HESDIN
Prévost d’Exiles, l’abbé aux cent visages
par Jean-Pierre Chevais
(extrait)
Hesdin, janvier 1734, fin de la journée. Une petite cloche vient d’annoncer, depuis le clocheton de la Bretèche, la fin du marché aux grains qui se tient sur la grand-place. Un homme, qui s’était jusque-là mêlé à la foule, hésite sur la direction à prendre, comme s’il ne reconnaissait qu’à moitié les lieux.

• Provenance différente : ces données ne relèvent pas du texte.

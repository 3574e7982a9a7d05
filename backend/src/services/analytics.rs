//! Analytics aggregation for the dashboard and reports
//!
//! These are read-only rollups. A store failure is logged and reported as an
//! empty data set so dashboards keep rendering.

use chrono::{DateTime, Duration, Utc};
use rust_decimal::Decimal;
use serde::{Deserialize, Serialize};
use shared::analytics::{
    self, CategoryPerformance, CategoryStock, CustomerAnalysis, DailySales, HourlySales,
    ItemPerformance, MarginRanges, MarginSpread, PaymentMethodSales, PeriodChange, PeriodSales,
    SalesTotals, StockStatusCounts,
};
use shared::{
    generate_alerts, iso_week_of, month_of, AlertCounts, DateRange, GroupBy, InventoryItem,
    Period, Sale,
};
use uuid::Uuid;

use super::sales_between;
use crate::config::InventoryConfig;
use crate::store::{DynStore, SaleFilter};

/// Days shown in the dashboard sales chart
const DAILY_SALES_DAYS: i64 = 7;

/// Default look-back of the sales report
const SALES_REPORT_DAYS: i64 = 30;

/// Analytics service for dashboards and reports
#[derive(Clone)]
pub struct AnalyticsService {
    store: DynStore,
    settings: InventoryConfig,
}

/// Today / this week / this month at a glance
#[derive(Debug, Clone, Serialize)]
pub struct Dashboard {
    pub today: SalesTotals,
    pub this_week: SalesTotals,
    pub this_month: SalesTotals,
    pub top_items: Vec<ItemPerformance>,
    pub daily_sales: Vec<DailySales>,
    pub stock: StockStatusCounts,
    pub margins: MarginSpread,
    pub alerts: AlertCounts,
}

/// Totals for one side of a comparison
#[derive(Debug, Clone, Serialize)]
pub struct PeriodTotals {
    pub range: DateRange,
    pub totals: SalesTotals,
}

/// Current period against the one before it
#[derive(Debug, Clone, Serialize)]
pub struct PeriodComparison {
    pub period: Period,
    pub current: PeriodTotals,
    pub previous: PeriodTotals,
    pub change: PeriodChange,
}

/// Optional bounds for the profit report; defaults to the current month
#[derive(Debug, Clone, Default, Deserialize)]
pub struct ProfitQuery {
    pub from: Option<chrono::NaiveDate>,
    pub to: Option<chrono::NaiveDate>,
}

/// Profit broken down by item and category
#[derive(Debug, Clone, Serialize)]
pub struct ProfitReport {
    pub range: DateRange,
    pub totals: SalesTotals,
    pub items: Vec<ItemPerformance>,
    pub categories: Vec<CategoryPerformance>,
}

/// Bounds and bucket size for the sales report; defaults to the last 30 days
/// by day
#[derive(Debug, Clone, Default, Deserialize)]
pub struct SalesReportQuery {
    pub from: Option<chrono::NaiveDate>,
    pub to: Option<chrono::NaiveDate>,
    #[serde(default)]
    pub group_by: GroupBy,
}

/// Sales trends, payment mix, busy hours and customer figures
#[derive(Debug, Clone, Serialize)]
pub struct SalesReport {
    pub range: DateRange,
    pub group_by: GroupBy,
    pub totals: SalesTotals,
    pub sales_over_time: Vec<PeriodSales>,
    pub payment_methods: Vec<PaymentMethodSales>,
    pub hourly: Vec<HourlySales>,
    pub customers: CustomerAnalysis,
}

/// Stock valuation and health
#[derive(Debug, Clone, Serialize)]
pub struct InventoryReport {
    pub total_cost_value: Decimal,
    pub total_selling_value: Decimal,
    pub potential_profit: Decimal,
    pub categories: Vec<CategoryStock>,
    pub stock: StockStatusCounts,
    pub margin_ranges: MarginRanges,
}

impl AnalyticsService {
    /// Create a new AnalyticsService instance
    pub fn new(store: DynStore, settings: InventoryConfig) -> Self {
        Self { store, settings }
    }

    async fn sales_or_empty(&self, owner_id: Uuid, filter: &SaleFilter) -> Vec<Sale> {
        match self.store.list_sales(owner_id, filter).await {
            Ok(details) => details.into_iter().map(|detail| detail.sale).collect(),
            Err(e) => {
                tracing::warn!(owner_id = %owner_id, "Analytics degraded, sales unavailable: {}", e);
                Vec::new()
            }
        }
    }

    /// Items for name and category lookup, including retired ones
    async fn items_or_empty(&self, owner_id: Uuid) -> Vec<InventoryItem> {
        match self.store.list_items(owner_id, true).await {
            Ok(items) => items,
            Err(e) => {
                tracing::warn!(owner_id = %owner_id, "Analytics degraded, items unavailable: {}", e);
                Vec::new()
            }
        }
    }

    pub async fn dashboard(&self, owner_id: Uuid, now: DateTime<Utc>) -> Dashboard {
        let today = now.date_naive();
        let week = iso_week_of(today);
        let month = month_of(today);
        let chart_start = today - Duration::days(DAILY_SALES_DAYS - 1);
        let earliest = week.start.min(month.start).min(chart_start);

        let sales = self
            .sales_or_empty(owner_id, &sales_between(&DateRange::new(earliest, today)))
            .await;
        let all_items = self.items_or_empty(owner_id).await;
        let active: Vec<InventoryItem> = all_items.iter().filter(|i| i.is_active).cloned().collect();

        let month_sales = analytics::sales_in(&sales, &month);
        let mut top_items = analytics::item_performance(&month_sales, &all_items);
        top_items.truncate(self.settings.top_items_limit);

        Dashboard {
            today: SalesTotals::from_sales(analytics::sales_in(&sales, &DateRange::day(today))),
            this_week: SalesTotals::from_sales(analytics::sales_in(&sales, &week)),
            this_month: SalesTotals::from_sales(month_sales.iter().copied()),
            top_items,
            daily_sales: analytics::daily_sales(&sales, today, DAILY_SALES_DAYS),
            stock: StockStatusCounts::tally(&active),
            margins: MarginSpread::of(&active),
            alerts: AlertCounts::tally(&generate_alerts(&active, now)),
        }
    }

    pub async fn comparison(&self, owner_id: Uuid, period: Period, now: DateTime<Utc>) -> PeriodComparison {
        let (current_range, previous_range) = period.bounds(now.date_naive());

        let current = SalesTotals::from_sales(
            &self.sales_or_empty(owner_id, &sales_between(&current_range)).await,
        );
        let previous = SalesTotals::from_sales(
            &self.sales_or_empty(owner_id, &sales_between(&previous_range)).await,
        );

        PeriodComparison {
            period,
            change: PeriodChange::between(&current, &previous),
            current: PeriodTotals {
                range: current_range,
                totals: current,
            },
            previous: PeriodTotals {
                range: previous_range,
                totals: previous,
            },
        }
    }

    pub async fn profit(&self, owner_id: Uuid, query: &ProfitQuery, now: DateTime<Utc>) -> ProfitReport {
        let month = month_of(now.date_naive());
        let range = DateRange::new(
            query.from.unwrap_or(month.start),
            query.to.unwrap_or(month.end),
        );

        let sales = self.sales_or_empty(owner_id, &sales_between(&range)).await;
        let items = self.items_or_empty(owner_id).await;
        let refs: Vec<&Sale> = sales.iter().collect();

        let mut by_profit = analytics::item_performance(&refs, &items);
        by_profit.sort_by(|a, b| b.profit.cmp(&a.profit));

        ProfitReport {
            range,
            totals: SalesTotals::from_sales(&sales),
            items: by_profit,
            categories: analytics::category_performance(&refs, &items),
        }
    }

    pub async fn sales(&self, owner_id: Uuid, query: &SalesReportQuery, now: DateTime<Utc>) -> SalesReport {
        let today = now.date_naive();
        let range = DateRange::new(
            query.from.unwrap_or(today - Duration::days(SALES_REPORT_DAYS)),
            query.to.unwrap_or(today),
        );

        let sales = self.sales_or_empty(owner_id, &sales_between(&range)).await;
        let refs: Vec<&Sale> = sales.iter().collect();

        SalesReport {
            range,
            group_by: query.group_by,
            totals: SalesTotals::from_sales(&sales),
            sales_over_time: analytics::sales_over_time(&refs, query.group_by),
            payment_methods: analytics::payment_method_breakdown(&refs),
            hourly: analytics::hourly_sales(&refs),
            customers: CustomerAnalysis::of(&refs),
        }
    }

    pub async fn inventory(&self, owner_id: Uuid) -> InventoryReport {
        let active: Vec<InventoryItem> = self
            .items_or_empty(owner_id)
            .await
            .into_iter()
            .filter(|item| item.is_active)
            .collect();

        let total_cost_value: Decimal = active.iter().map(InventoryItem::total_cost_value).sum();
        let total_selling_value: Decimal =
            active.iter().map(InventoryItem::total_selling_value).sum();

        InventoryReport {
            total_cost_value,
            total_selling_value,
            potential_profit: total_selling_value - total_cost_value,
            categories: analytics::category_stock(&active),
            stock: StockStatusCounts::tally(&active),
            margin_ranges: MarginRanges::of(&active),
        }
    }
}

Tenté de pousser la porte de l’auberge du Bras d’Or dont l’enseigne vante les bières fabriquées avec l’eau de la Canche et qu’ enfant il a connues (son père était brasseur) sinon goûtées, il renonce, s’engouffre dans une ruelle, longe d’anciennes écuries aménagées en collège des Jésuites où il se souvient avoir appris le français, le latin et le grec, revient sur ses pas et, dans le cimetière attenant à l’église Notre-Dame, va droit à une tombe qu’il reconnaît, intacte encore, celle de Marie Duclaie, sa mère, de Thérèse-Claire, de Marie-Anne, ses sœurs, toutes trois mortes l’année de ses treize ans ; ne restent que quelques pas à faire pour achever ce pèlerinage : pont des Moulins, l’un des neuf ponts enjambant la Canche, rue de l’Empereur, et là à droite le lieu où il naquit il y a trente-sept ans.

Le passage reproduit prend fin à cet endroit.